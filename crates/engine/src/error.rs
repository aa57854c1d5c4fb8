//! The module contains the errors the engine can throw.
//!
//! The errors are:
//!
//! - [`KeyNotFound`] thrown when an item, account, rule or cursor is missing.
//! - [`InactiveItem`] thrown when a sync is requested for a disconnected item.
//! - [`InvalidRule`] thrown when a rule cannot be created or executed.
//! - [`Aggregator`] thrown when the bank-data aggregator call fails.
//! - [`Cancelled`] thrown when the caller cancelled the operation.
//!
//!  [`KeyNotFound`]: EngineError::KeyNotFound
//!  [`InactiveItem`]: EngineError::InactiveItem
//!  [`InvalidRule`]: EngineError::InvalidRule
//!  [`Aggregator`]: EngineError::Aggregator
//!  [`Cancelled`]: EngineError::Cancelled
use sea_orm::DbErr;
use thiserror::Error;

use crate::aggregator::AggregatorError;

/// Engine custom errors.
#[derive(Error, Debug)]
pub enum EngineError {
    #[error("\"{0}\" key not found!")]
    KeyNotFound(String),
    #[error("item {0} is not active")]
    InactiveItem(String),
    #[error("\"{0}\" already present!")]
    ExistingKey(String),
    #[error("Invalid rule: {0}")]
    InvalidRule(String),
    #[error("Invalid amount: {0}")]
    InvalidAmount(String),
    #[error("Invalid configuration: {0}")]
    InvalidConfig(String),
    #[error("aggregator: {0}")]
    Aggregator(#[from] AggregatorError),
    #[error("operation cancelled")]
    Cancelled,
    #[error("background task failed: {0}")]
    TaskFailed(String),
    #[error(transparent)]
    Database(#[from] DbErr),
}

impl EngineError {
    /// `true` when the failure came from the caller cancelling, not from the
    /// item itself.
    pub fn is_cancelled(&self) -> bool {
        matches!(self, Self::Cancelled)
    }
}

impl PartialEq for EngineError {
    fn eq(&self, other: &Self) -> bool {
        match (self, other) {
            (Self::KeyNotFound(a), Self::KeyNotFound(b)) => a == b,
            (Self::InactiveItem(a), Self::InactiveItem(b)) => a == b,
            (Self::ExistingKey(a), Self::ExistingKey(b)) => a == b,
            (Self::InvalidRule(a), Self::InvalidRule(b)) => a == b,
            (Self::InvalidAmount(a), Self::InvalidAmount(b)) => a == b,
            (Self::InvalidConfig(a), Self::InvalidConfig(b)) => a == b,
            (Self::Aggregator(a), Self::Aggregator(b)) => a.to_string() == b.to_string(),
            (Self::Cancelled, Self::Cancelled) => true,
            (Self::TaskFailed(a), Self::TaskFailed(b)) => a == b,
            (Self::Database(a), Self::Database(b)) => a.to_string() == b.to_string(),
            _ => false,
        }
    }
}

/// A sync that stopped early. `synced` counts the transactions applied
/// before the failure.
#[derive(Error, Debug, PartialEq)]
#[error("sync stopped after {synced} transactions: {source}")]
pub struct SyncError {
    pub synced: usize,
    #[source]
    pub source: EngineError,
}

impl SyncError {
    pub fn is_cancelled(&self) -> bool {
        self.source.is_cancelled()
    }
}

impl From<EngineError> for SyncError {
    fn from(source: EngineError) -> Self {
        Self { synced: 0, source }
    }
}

§ **THE PROBLEM**: Please show each line in the records above that contains "operation".

§ **EXERCISE RESULT**:
//! - [`Cancelled`] thrown when the caller cancelled the operation.
    #[error("operation cancelled")]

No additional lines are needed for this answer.